First of May 2006 was a big day for nurses in England and Scotland. It was the day legislation started to roll out across the UK enabling qualified nurse independent prescribers (NIPs) to prescribe any licensed medicine for any medical condition - including some controlled drugs.* 
The legislation aims to offer patients better access to healthcare services, a choice of prescriber and to make better use of nonmedical prescribers' skills. Within nursing, it also aims to fix some of the problems identified by the Nurse Prescribers' Extended Formulary (NPEF). NPEF said prescribing was too complex and supplementary prescribing could not be used in all settings where patients could benefit, such as emergency care.(1)
Currently, 1,653 nurses are registered in the UK as NIPs, and in Scotland alone, NIPs are qualifying at a rate of around 250 a year. However, many more are not strangers to prescribing, having enjoyed increasingly extended prescribing rights since the introduction of the NPEF in April 2002.

NPEF experiences
The NPEF shows that most nurses are prescribing relatively frequently, with 42% prescribing between 11 and 30 items per week.(2) It also provides documented evidence of how well independent nurse prescribing may work in practice.
In the NPEF evaluation nurses reported that they feel confident in their prescribing powers - although less so in their ability to diagnose.(2) Most feel that extended independent prescribing can positively impact on professional satisfaction and, importantly, quality of patient care. Patients also feel it can improve relations, as they consider improved access to appropriate prescribed medicines a major advantage.  
Doctors are also positive. A similar evaluation of extended formulary prescribing in Scotland identified specific advantages, namely:(3)

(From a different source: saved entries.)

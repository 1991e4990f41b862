//! Host wake-up doorbell.
//!
//! Workers ring the notifier after every published result so the host can
//! schedule a [`drain_due`](crate::Manager::drain_due) soon. Rings may be
//! coalesced: one drain always takes every result available, so fewer drains
//! than rings is fine.

use std::sync::mpsc;

/// Cross-thread "please drain soon" signal.
pub trait WakeNotifier: Send + Sync {
    fn wake(&self);
}

/// Notifier for hosts that only drain on their own tick.
#[derive(Debug, Clone, Copy, Default)]
pub struct NoopNotifier;

impl WakeNotifier for NoopNotifier {
    #[inline]
    fn wake(&self) {}
}

/// Async hosts: `notify.notified().await` then drain.
impl WakeNotifier for tokio::sync::Notify {
    fn wake(&self) {
        // Stores a single permit when nobody is waiting, coalescing rings
        self.notify_one();
    }
}

/// Thread-based hosts: a `sync_channel(1)` drops rings while one is pending.
impl WakeNotifier for mpsc::SyncSender<()> {
    fn wake(&self) {
        let _ = self.try_send(());
    }
}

  • Improved medication management: improved drug compliance, less need for repeat prescriptions, improved detection of adverse drug reactions.
  • Improved teamwork: improved discharge planning or continuity of care, improved nurse-doctor relationships, less return consultations/referrals.

However, the report also highlights certain negatives associated with extended formulary nurse prescribing. Doctors report that prescribing legislation has not unequivocally reduced their workloads, nor has it reduced their role as a nurse mentor. They also highlight that nurses now tend to be slower and more protocol driven in their consultations than before.
Nurses themselves also acknowledge that a lack of peer support, and poor access to resources such as PACT data, the current British National Formulary (BNF), the internet, and computer-generated scripts has hindered their practice.
An evaluation of the first year of full nurse independent prescribing is currently under way, and the results are to be presented to the country's various health departments later this year. According to Ian Murray, policy officer for Scotland and Ireland for the Council of Deans for Nursing and Health, the research is likely to reflect a slow start to nurse independent prescribing, because support is needed from local clinical governance. However, he adds that support is now being put in place and the demand for nurse prescribers, particularly in new nurse-led or out-of-hours services, continues to grow. The National Prescribing Centre, for one, estimates that there could be as many as 12,000 nonmedical, independent prescribers (including nurses) by the end of 2008.
Certainly, nurses' representatives see nurse prescribing as becoming increasingly important in general practice, with nurses taking complete and even first contact care of patients. Professor Matt Griffiths, joint prescribing and medicines manager at the Royal College of Nursing (RCN), points out that a number of job advertisements now ask for an independent prescribing qualification and demand for training is high.
But whether or not nurses benefit financially from their new qualification remains an unanswered question. The RCN, for one, does not believe that advertised salaries are universally rising accordingly. As Professor Griffiths says: "There is potential for practices to benefit in terms of Quality and Outcomes Framework target gains. We don't see this as just an extra small role but rather, a qualification that requires proper training and proper assessment. Extra salary is something we would really want to see."
 
How to become a NIP
The Department of Health's working definition of independent prescribing is that carried out by a practitioner (eg, doctor, dentist, nurse or pharmacist) who is responsible and accountable for assessing patients and for making decisions about their clinical management, including prescribing. It notes that, normally, prescribing in practice would be carried out within a multidisciplinary healthcare team, either in a hospital or in a community setting, and within a single, accessible healthcare record.
Such is the Department of Health's commitment to establishing nonmedical prescribing that it has allocated funding to meet the cost of training nurses. But, recognising that there is likely to be both a strong demand and supply of would-be nonmedical independent prescribers, the Department of Health has also set out a number of criteria to help stakeholders prioritise the applicant flow.(4) It advises that priority should be given to applications for independent prescribing training that may:

  • Improve patient safety.
  • Speed up patients' access to medicine.
  • Make better use of professional's skills.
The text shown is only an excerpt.